My concern was on the lack of observation by the mainstream political parties of the policy framework that greeted the 1995 Fourth United Nations women conference in the Chinese capital of Beijing, which basically recommended certain percentages of women inclusion in all aspects of political governance globally. Of the 17 key goals under the Sustainable Development Goals (SDGs), number five demanded gender equality in terms of appointments into decision-making process.  Given the lack of adherence by the major political parties to the basic imperative of observing gender mainstreaming in deciding aspirants to run for public offices in the forthcoming election, I was seriously worried by the decline in the number of women that emerged from the fratricidal warfare that was termed party primaries of the two major political platforms: the All Progressives Congress (APC) and leading opposition party, the Peoples Democratic Party (PDP).

Of the two national parties, only the All Progressives Congress picked very insignificant percentage of women aspirants for the available slots in the forthcoming elections in 2019. Adamawa has two women who got tickets to stand for office of senators out of the three slots. On the other hand, the Peoples Democratic Party, which for over a decade respected the mainstreaming of women participation in governance, unfortunately did very badly. 

Take, for instance, the Federal Government administered by Dr Goodluck Jonathan between 2011 and 2015, made sure that women got a greater chunk of the top-flight federal appointments. Women got 33 per cent of top appointments made by the administration of Goodluck Jonathan, according to a statistics made available by the Nigerian Institute of Management. 

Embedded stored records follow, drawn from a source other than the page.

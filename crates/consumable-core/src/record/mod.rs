//! Canonical expiration record and partial updates.
//!
//! A consumable's stored state is the `{duration_days, start_date}` pair.
//! Everything else (due date, remaining days, percent used) is derived on
//! demand and never persisted. Records are only ever replaced wholesale:
//! partial updates go through [`reconcile`](reconcile::reconcile) so that a
//! stored record is never missing a field once created.
//!
//! Dates are calendar dates (no time-of-day, no timezone) and serialize to
//! ISO-8601 `YYYY-MM-DD` strings at the persistence boundary.

pub mod reconcile;
pub mod view;

use chrono::{Days, NaiveDate};
use serde::{Deserialize, Serialize};

use crate::error::ValidationError;

/// Minimum service life in days.
pub const MIN_DURATION_DAYS: u32 = 1;

/// Maximum service life in days (five years), matching the configuration
/// surface exposed to users.
pub const MAX_DURATION_DAYS: u32 = 1825;

/// Canonical stored state for one consumable.
#[derive(Debug, Clone, Copy, PartialEq, Eq, Serialize, Deserialize)]
pub struct ExpirationRecord {
    /// Service life length in days. Always `>= 1`.
    pub duration_days: u32,
    /// When the service life began. May be any date, including the future.
    pub start_date: NaiveDate,
}

impl ExpirationRecord {
    /// Create a record, validating the duration bounds.
    pub fn new(duration_days: u32, start_date: NaiveDate) -> Result<Self, ValidationError> {
        validate_duration(duration_days)?;
        Ok(Self {
            duration_days,
            start_date,
        })
    }

    /// Derived due date (`start_date + duration_days`); never stored.
    pub fn due_date(&self) -> NaiveDate {
        add_days(self.start_date, self.duration_days)
    }
}

/// Check the duration bounds shared by the record constructor and the
/// reconciliation engine.
pub fn validate_duration(duration_days: u32) -> Result<(), ValidationError> {
    if duration_days < MIN_DURATION_DAYS {
        return Err(ValidationError::DurationTooShort(duration_days));
    }
    if duration_days > MAX_DURATION_DAYS {
        return Err(ValidationError::DurationTooLong {
            got: duration_days,
            max: MAX_DURATION_DAYS,
        });
    }
    Ok(())
}

/// Parse an ISO-8601 calendar date (`YYYY-MM-DD`).
pub fn parse_date(input: &str) -> Result<NaiveDate, ValidationError> {
    NaiveDate::parse_from_str(input.trim(), "%Y-%m-%d").map_err(|_| {
        ValidationError::MalformedDate {
            input: input.to_string(),
        }
    })
}

pub(crate) fn add_days(date: NaiveDate, days: u32) -> NaiveDate {
    date.checked_add_days(Days::new(u64::from(days)))
        .unwrap_or(NaiveDate::MAX)
}

pub(crate) fn sub_days(date: NaiveDate, days: u32) -> NaiveDate {
    date.checked_sub_days(Days::new(u64::from(days)))
        .unwrap_or(NaiveDate::MIN)
}

/// A date as accepted at the input edge: a native value or an ISO-8601
/// string. Normalized to a native date before any arithmetic.
#[derive(Debug, Clone, PartialEq, Eq, Serialize, Deserialize)]
#[serde(untagged)]
pub enum DateInput {
    Date(NaiveDate),
    Iso(String),
}

impl DateInput {
    /// Resolve to a native date, parsing string inputs.
    pub fn resolve(&self) -> Result<NaiveDate, ValidationError> {
        match self {
            DateInput::Date(date) => Ok(*date),
            DateInput::Iso(raw) => parse_date(raw),
        }
    }
}

impl From<NaiveDate> for DateInput {
    fn from(date: NaiveDate) -> Self {
        DateInput::Date(date)
    }
}

impl From<&str> for DateInput {
    fn from(raw: &str) -> Self {
        DateInput::Iso(raw.to_string())
    }
}

impl From<String> for DateInput {
    fn from(raw: String) -> Self {
        DateInput::Iso(raw)
    }
}

/// A partial field update to be reconciled against a previous record.
///
/// Zero or more fields may be set; `mark_replaced` wins over every other
/// start-date input.
#[derive(Debug, Clone, Default, PartialEq, Eq, Serialize, Deserialize)]
pub struct PartialUpdate {
    #[serde(default)]
    pub duration_days: Option<u32>,
    #[serde(default)]
    pub start_date: Option<DateInput>,
    #[serde(default)]
    pub expiry_date_override: Option<DateInput>,
    #[serde(default)]
    pub mark_replaced: bool,
}

impl PartialUpdate {
    /// Create an empty update.
    pub fn new() -> Self {
        Self::default()
    }

    /// Set the service-life duration.
    pub fn with_duration(mut self, days: u32) -> Self {
        self.duration_days = Some(days);
        self
    }

    /// Set the start date directly.
    pub fn with_start_date(mut self, date: impl Into<DateInput>) -> Self {
        self.start_date = Some(date.into());
        self
    }

    /// Supply an expiry date used to back-compute the start date.
    pub fn with_expiry_override(mut self, date: impl Into<DateInput>) -> Self {
        self.expiry_date_override = Some(date.into());
        self
    }

    /// Request that the start date be reset to the current date.
    pub fn with_mark_replaced(mut self) -> Self {
        self.mark_replaced = true;
        self
    }

    /// True if no field is set.
    pub fn is_empty(&self) -> bool {
        self.duration_days.is_none()
            && self.start_date.is_none()
            && self.expiry_date_override.is_none()
            && !self.mark_replaced
    }
}
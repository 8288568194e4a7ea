//! Reconciliation of partial updates into a complete record.
//!
//! Merging a [`PartialUpdate`] into a previous [`ExpirationRecord`] always
//! produces a complete `{duration_days, start_date}` pair or fails without
//! touching anything. The start-date inputs have a strict precedence:
//!
//! 1. `mark_replaced` resets the start date to `today` (the injected clock)
//!    and overrides all other start-date inputs.
//! 2. An `expiry_date_override` is converted to a start date by solving
//!    `start = expiry - duration`, using the duration resolved by this same
//!    update. An override equal to the previous record's own due date is
//!    treated as an untouched auto-filled form field and ignored, so a stale
//!    pre-filled expiry never silently overwrites an explicit start-date edit.
//! 3. An explicit `start_date` replaces the previous one directly.
//! 4. Otherwise the previous start date is kept.
//!
//! The suppression rule in step 2 is a heuristic reconstruction of user
//! intent from form-default echoing; hosts with no pre-filled expiry field
//! should use [`reconcile_expiry_unconditional`] instead.

use chrono::NaiveDate;
use log::debug;

use super::{sub_days, validate_duration, DateInput, ExpirationRecord, PartialUpdate};
use crate::error::ValidationError;

/// Merge `update` into `previous`, producing the new canonical record.
///
/// `today` is the injected current date, consulted only for `mark_replaced`.
/// Pure: all persistence is the caller's responsibility.
///
/// # Errors
/// Fails with [`ValidationError`] if the resolved duration is out of bounds,
/// a date input is malformed, or a required field is absent from both the
/// update and the previous record.
pub fn reconcile(
    previous: Option<&ExpirationRecord>,
    update: &PartialUpdate,
    today: NaiveDate,
) -> Result<ExpirationRecord, ValidationError> {
    let duration_days = match (update.duration_days, previous) {
        (Some(days), _) => days,
        (None, Some(prev)) => prev.duration_days,
        (None, None) => return Err(ValidationError::MissingField("duration_days")),
    };
    validate_duration(duration_days)?;

    let start_date = if update.mark_replaced {
        debug!("mark_replaced set; start date reset to {today}");
        today
    } else if let Some(override_input) = &update.expiry_date_override {
        let override_date = override_input.resolve()?;
        let shown_default = previous.map(ExpirationRecord::due_date);
        if shown_default == Some(override_date) {
            debug!(
                "expiry override {override_date} matches the previously shown default; ignoring"
            );
            resolve_start(update.start_date.as_ref(), previous)?
        } else {
            sub_days(override_date, duration_days)
        }
    } else {
        resolve_start(update.start_date.as_ref(), previous)?
    };

    ExpirationRecord::new(duration_days, start_date)
}

/// Solve `start = expiry - duration` against the previous record,
/// unconditionally.
///
/// This is the "set expiry date" service path: the expiry arrives as an
/// explicit request rather than a form field, so there is no previously
/// shown default to suppress against.
pub fn reconcile_expiry_unconditional(
    previous: &ExpirationRecord,
    expiry_date: &DateInput,
) -> Result<ExpirationRecord, ValidationError> {
    let expiry = expiry_date.resolve()?;
    ExpirationRecord::new(
        previous.duration_days,
        sub_days(expiry, previous.duration_days),
    )
}

fn resolve_start(
    explicit: Option<&DateInput>,
    previous: Option<&ExpirationRecord>,
) -> Result<NaiveDate, ValidationError> {
    match (explicit, previous) {
        (Some(input), _) => input.resolve(),
        (None, Some(prev)) => Ok(prev.start_date),
        (None, None) => Err(ValidationError::MissingField("start_date")),
    }
}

Women, for instance, headed both the petroleum and the national economy portfolio for the duration of Jonathan’s era. He also gave unfettered opportunities to his wife to engage constructively in pro-women projects which, to a very large extent, achieved a lot of mileages for the advancement of the rights of women and children. The current government of Muhammadu Buhari is reported to have offered only a paltry 19 per cent of such appointments to women, which is like 50 per cent decline from the benchmark set by the immediate past administration, as noted by Prof Olukunle Iyanda, president of the Nigerian Institute of Management (NIM). Indeed, the NIM accused President Buhari's administration of sidelining women. 

Ironically, the list of those to run for elective offices in the coming election among the women members of the opposition Peoples Democratic Party has significantly declined compared to the All Progressives Congress which is accused of marginalising women.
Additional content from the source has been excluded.